### To do
Transcribe the listing below in its entirety, exactly.
== Material provided
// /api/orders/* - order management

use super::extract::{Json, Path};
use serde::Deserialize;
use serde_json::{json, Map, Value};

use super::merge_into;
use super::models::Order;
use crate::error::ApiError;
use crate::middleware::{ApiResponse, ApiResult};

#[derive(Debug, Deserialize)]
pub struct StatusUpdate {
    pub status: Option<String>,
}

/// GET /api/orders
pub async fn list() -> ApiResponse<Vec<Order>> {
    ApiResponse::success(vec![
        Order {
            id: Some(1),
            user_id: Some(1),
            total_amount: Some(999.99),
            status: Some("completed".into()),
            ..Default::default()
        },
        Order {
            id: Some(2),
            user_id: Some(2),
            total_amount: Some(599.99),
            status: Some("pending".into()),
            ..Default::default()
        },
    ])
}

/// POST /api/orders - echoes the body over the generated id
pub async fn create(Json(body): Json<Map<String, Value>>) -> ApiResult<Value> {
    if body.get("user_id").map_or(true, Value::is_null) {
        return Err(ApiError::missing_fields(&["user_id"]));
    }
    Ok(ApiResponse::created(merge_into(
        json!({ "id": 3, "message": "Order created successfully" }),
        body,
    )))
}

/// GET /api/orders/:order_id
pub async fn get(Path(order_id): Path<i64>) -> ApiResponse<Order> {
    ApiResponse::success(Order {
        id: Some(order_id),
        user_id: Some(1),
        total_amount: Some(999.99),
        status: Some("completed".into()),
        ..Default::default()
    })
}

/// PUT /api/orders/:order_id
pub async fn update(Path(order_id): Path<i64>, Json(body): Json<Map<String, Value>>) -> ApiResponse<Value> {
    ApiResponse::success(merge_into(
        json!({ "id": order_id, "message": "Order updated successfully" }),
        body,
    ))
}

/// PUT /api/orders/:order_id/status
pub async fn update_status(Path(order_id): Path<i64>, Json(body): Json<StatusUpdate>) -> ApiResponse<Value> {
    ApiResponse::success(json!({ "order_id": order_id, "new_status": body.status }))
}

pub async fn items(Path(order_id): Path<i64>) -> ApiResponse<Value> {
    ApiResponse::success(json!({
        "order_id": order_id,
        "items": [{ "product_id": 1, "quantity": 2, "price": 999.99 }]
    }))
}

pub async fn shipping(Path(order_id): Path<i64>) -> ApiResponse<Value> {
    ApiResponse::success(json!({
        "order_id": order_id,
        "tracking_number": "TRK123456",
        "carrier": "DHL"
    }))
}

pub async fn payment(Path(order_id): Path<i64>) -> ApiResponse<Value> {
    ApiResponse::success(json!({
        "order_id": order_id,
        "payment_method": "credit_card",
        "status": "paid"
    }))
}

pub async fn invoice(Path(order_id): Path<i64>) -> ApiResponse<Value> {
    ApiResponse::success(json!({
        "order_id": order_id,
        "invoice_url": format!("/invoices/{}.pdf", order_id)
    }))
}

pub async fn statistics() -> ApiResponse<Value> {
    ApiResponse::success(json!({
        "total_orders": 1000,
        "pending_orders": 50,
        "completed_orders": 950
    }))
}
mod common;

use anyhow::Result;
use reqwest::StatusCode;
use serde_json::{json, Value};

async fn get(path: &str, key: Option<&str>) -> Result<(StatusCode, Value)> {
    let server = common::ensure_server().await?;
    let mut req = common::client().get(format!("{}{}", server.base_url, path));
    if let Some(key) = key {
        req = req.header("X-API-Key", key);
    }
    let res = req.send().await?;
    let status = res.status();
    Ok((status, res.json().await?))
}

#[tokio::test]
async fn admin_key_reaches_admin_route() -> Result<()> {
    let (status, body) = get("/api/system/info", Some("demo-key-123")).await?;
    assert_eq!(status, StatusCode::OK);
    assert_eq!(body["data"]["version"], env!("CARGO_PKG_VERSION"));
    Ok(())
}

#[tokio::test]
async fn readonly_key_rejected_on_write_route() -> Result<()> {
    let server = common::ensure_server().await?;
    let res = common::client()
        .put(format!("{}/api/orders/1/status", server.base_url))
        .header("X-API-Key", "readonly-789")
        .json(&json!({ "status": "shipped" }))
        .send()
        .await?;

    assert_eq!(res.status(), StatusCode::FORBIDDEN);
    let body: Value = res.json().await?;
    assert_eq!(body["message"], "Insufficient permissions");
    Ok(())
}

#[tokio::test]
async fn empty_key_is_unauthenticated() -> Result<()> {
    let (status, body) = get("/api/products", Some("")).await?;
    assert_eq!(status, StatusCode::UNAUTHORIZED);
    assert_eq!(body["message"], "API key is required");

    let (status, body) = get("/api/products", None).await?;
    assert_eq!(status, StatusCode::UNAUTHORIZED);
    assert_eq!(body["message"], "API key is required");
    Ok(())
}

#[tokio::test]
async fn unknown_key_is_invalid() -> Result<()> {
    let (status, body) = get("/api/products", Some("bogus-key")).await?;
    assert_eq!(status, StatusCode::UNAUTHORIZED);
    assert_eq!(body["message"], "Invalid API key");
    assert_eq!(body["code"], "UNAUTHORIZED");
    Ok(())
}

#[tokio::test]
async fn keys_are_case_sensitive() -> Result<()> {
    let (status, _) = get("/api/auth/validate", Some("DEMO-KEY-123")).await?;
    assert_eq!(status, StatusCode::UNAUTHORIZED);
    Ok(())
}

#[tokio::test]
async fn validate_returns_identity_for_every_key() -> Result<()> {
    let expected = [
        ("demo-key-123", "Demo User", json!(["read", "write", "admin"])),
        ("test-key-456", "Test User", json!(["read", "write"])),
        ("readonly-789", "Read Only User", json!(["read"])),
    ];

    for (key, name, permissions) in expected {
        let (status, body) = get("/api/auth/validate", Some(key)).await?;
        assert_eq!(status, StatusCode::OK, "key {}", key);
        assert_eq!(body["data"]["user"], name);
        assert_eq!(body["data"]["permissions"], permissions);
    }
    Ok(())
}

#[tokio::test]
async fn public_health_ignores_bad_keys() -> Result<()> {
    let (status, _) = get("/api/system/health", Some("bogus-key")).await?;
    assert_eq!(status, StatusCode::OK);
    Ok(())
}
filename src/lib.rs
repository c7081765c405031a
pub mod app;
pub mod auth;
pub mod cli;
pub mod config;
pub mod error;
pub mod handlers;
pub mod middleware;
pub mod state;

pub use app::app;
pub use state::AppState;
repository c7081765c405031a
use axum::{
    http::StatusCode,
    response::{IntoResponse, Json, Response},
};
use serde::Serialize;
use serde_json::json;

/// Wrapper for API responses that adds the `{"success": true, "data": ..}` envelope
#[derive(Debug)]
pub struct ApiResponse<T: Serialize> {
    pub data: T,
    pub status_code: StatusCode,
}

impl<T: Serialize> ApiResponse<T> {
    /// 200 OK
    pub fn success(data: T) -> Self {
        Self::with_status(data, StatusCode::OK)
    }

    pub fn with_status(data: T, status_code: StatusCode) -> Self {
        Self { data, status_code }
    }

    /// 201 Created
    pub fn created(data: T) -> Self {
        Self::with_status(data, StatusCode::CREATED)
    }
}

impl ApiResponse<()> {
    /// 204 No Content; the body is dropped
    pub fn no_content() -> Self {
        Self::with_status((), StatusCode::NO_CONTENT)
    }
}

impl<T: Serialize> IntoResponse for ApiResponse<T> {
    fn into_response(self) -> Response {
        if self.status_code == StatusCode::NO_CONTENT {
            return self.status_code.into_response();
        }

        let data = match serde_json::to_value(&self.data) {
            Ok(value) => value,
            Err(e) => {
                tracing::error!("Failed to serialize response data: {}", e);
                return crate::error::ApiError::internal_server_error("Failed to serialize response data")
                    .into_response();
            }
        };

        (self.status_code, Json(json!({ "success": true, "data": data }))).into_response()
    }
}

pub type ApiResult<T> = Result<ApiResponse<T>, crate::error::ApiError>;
====
### Exercise response
// /api/orders/* - order management

use super::extract::{Json, Path};
use serde::Deserialize;
use serde_json::{json, Map, Value};

use super::merge_into;
use super::models::Order;
use crate::error::ApiError;
use crate::middleware::{ApiResponse, ApiResult};

#[derive(Debug, Deserialize)]
pub struct StatusUpdate {
    pub status: Option<String>,
}

/// GET /api/orders
pub async fn list() -> ApiResponse<Vec<Order>> {
    ApiResponse::success(vec![
        Order {
            id: Some(1),
            user_id: Some(1),
            total_amount: Some(999.99),
            status: Some("completed".into()),
            ..Default::default()
        },
        Order {
            id: Some(2),
            user_id: Some(2),
            total_amount: Some(599.99),
            status: Some("pending".into()),
            ..Default::default()
        },
    ])
}

/// POST /api/orders - echoes the body over the generated id
pub async fn create(Json(body): Json<Map<String, Value>>) -> ApiResult<Value> {
    if body.get("user_id").map_or(true, Value::is_null) {
        return Err(ApiError::missing_fields(&["user_id"]));
    }
    Ok(ApiResponse::created(merge_into(
        json!({ "id": 3, "message": "Order created successfully" }),
        body,
    )))
}

/// GET /api/orders/:order_id
pub async fn get(Path(order_id): Path<i64>) -> ApiResponse<Order> {
    ApiResponse::success(Order {
        id: Some(order_id),
        user_id: Some(1),
        total_amount: Some(999.99),
        status: Some("completed".into()),
        ..Default::default()
    })
}

/// PUT /api/orders/:order_id
pub async fn update(Path(order_id): Path<i64>, Json(body): Json<Map<String, Value>>) -> ApiResponse<Value> {
    ApiResponse::success(merge_into(
        json!({ "id": order_id, "message": "Order updated successfully" }),
        body,
    ))
}

/// PUT /api/orders/:order_id/status
pub async fn update_status(Path(order_id): Path<i64>, Json(body): Json<StatusUpdate>) -> ApiResponse<Value> {
    ApiResponse::success(json!({ "order_id": order_id, "new_status": body.status }))
}

pub async fn items(Path(order_id): Path<i64>) -> ApiResponse<Value> {
    ApiResponse::success(json!({
        "order_id": order_id,
        "items": [{ "product_id": 1, "quantity": 2, "price": 999.99 }]
    }))
}

pub async fn shipping(Path(order_id): Path<i64>) -> ApiResponse<Value> {
    ApiResponse::success(json!({
        "order_id": order_id,
        "tracking_number": "TRK123456",
        "carrier": "DHL"
    }))
}

pub async fn payment(Path(order_id): Path<i64>) -> ApiResponse<Value> {
    ApiResponse::success(json!({
        "order_id": order_id,
        "payment_method": "credit_card",
        "status": "paid"
    }))
}

pub async fn invoice(Path(order_id): Path<i64>) -> ApiResponse<Value> {
    ApiResponse::success(json!({
        "order_id": order_id,
        "invoice_url": format!("/invoices/{}.pdf", order_id)
    }))
}

pub async fn statistics() -> ApiResponse<Value> {
    ApiResponse::success(json!({
        "total_orders": 1000,
        "pending_orders": 50,
        "completed_orders": 950
    }))
}
mod common;

use anyhow::Result;
use reqwest::StatusCode;
use serde_json::{json, Value};

async fn get(path: &str, key: Option<&str>) -> Result<(StatusCode, Value)> {
    let server = common::ensure_server().await?;
    let mut req = common::client().get(format!("{}{}", server.base_url, path));
    if let Some(key) = key {
        req = req.header("X-API-Key", key);
    }
    let res = req.send().await?;
    let status = res.status();
    Ok((status, res.json().await?))
}

#[tokio::test]
async fn admin_key_reaches_admin_route() -> Result<()> {
    let (status, body) = get("/api/system/info", Some("demo-key-123")).await?;
    assert_eq!(status, StatusCode::OK);
    assert_eq!(body["data"]["version"], env!("CARGO_PKG_VERSION"));
    Ok(())
}

#[tokio::test]
async fn readonly_key_rejected_on_write_route() -> Result<()> {
    let server = common::ensure_server().await?;
    let res = common::client()
        .put(format!("{}/api/orders/1/status", server.base_url))
        .header("X-API-Key", "readonly-789")
        .json(&json!({ "status": "shipped" }))
        .send()
        .await?;

    assert_eq!(res.status(), StatusCode::FORBIDDEN);
    let body: Value = res.json().await?;
    assert_eq!(body["message"], "Insufficient permissions");
    Ok(())
}

#[tokio::test]
async fn empty_key_is_unauthenticated() -> Result<()> {
    let (status, body) = get("/api/products", Some("")).await?;
    assert_eq!(status, StatusCode::UNAUTHORIZED);
    assert_eq!(body["message"], "API key is required");

    let (status, body) = get("/api/products", None).await?;
    assert_eq!(status, StatusCode::UNAUTHORIZED);
    assert_eq!(body["message"], "API key is required");
    Ok(())
}

#[tokio::test]
async fn unknown_key_is_invalid() -> Result<()> {
    let (status, body) = get("/api/products", Some("bogus-key")).await?;
    assert_eq!(status, StatusCode::UNAUTHORIZED);
    assert_eq!(body["message"], "Invalid API key");
    assert_eq!(body["code"], "UNAUTHORIZED");
    Ok(())
}

#[tokio::test]
async fn keys_are_case_sensitive() -> Result<()> {
    let (status, _) = get("/api/auth/validate", Some("DEMO-KEY-123")).await?;
    assert_eq!(status, StatusCode::UNAUTHORIZED);
    Ok(())
}

#[tokio::test]
async fn validate_returns_identity_for_every_key() -> Result<()> {
    let expected = [
        ("demo-key-123", "Demo User", json!(["read", "write", "admin"])),
        ("test-key-456", "Test User", json!(["read", "write"])),
        ("readonly-789", "Read Only User", json!(["read"])),
    ];

    for (key, name, permissions) in expected {
        let (status, body) = get("/api/auth/validate", Some(key)).await?;
        assert_eq!(status, StatusCode::OK, "key {}", key);
        assert_eq!(body["data"]["user"], name);
        assert_eq!(body["data"]["permissions"], permissions);
    }
    Ok(())
}

#[tokio::test]
async fn public_health_ignores_bad_keys() -> Result<()> {
    let (status, _) = get("/api/system/health", Some("bogus-key")).await?;
    assert_eq!(status, StatusCode::OK);
    Ok(())
}
filename src/lib.rs
repository c7081765c405031a
pub mod app;
pub mod auth;
pub mod cli;
pub mod config;
pub mod error;
pub mod handlers;
pub mod middleware;
pub mod state;

pub use app::app;
pub use state::AppState;
repository c7081765c405031a
use axum::{
    http::StatusCode,
    response::{IntoResponse, Json, Response},
};
use serde::Serialize;
use serde_json::json;

/// Wrapper for API responses that adds the `{"success": true, "data": ..}` envelope
#[derive(Debug)]
pub struct ApiResponse<T: Serialize> {
    pub data: T,
    pub status_code: StatusCode,
}

impl<T: Serialize> ApiResponse<T> {
    /// 200 OK
    pub fn success(data: T) -> Self {
        Self::with_status(data, StatusCode::OK)
    }

    pub fn with_status(data: T, status_code: StatusCode) -> Self {
        Self { data, status_code }
    }

    /// 201 Created
    pub fn created(data: T) -> Self {
        Self::with_status(data, StatusCode::CREATED)
    }
}

impl ApiResponse<()> {
    /// 204 No Content; the body is dropped
    pub fn no_content() -> Self {
        Self::with_status((), StatusCode::NO_CONTENT)
    }
}

impl<T: Serialize> IntoResponse for ApiResponse<T> {
    fn into_response(self) -> Response {
        if self.status_code == StatusCode::NO_CONTENT {
            return self.status_code.into_response();
        }

        let data = match serde_json::to_value(&self.data) {
            Ok(value) => value,
            Err(e) => {
                tracing::error!("Failed to serialize response data: {}", e);
                return crate::error::ApiError::internal_server_error("Failed to serialize response data")
                    .into_response();
            }
        };

        (self.status_code, Json(json!({ "success": true, "data": data }))).into_response()
    }
}

pub type ApiResult<T> = Result<ApiResponse<T>, crate::error::ApiError>;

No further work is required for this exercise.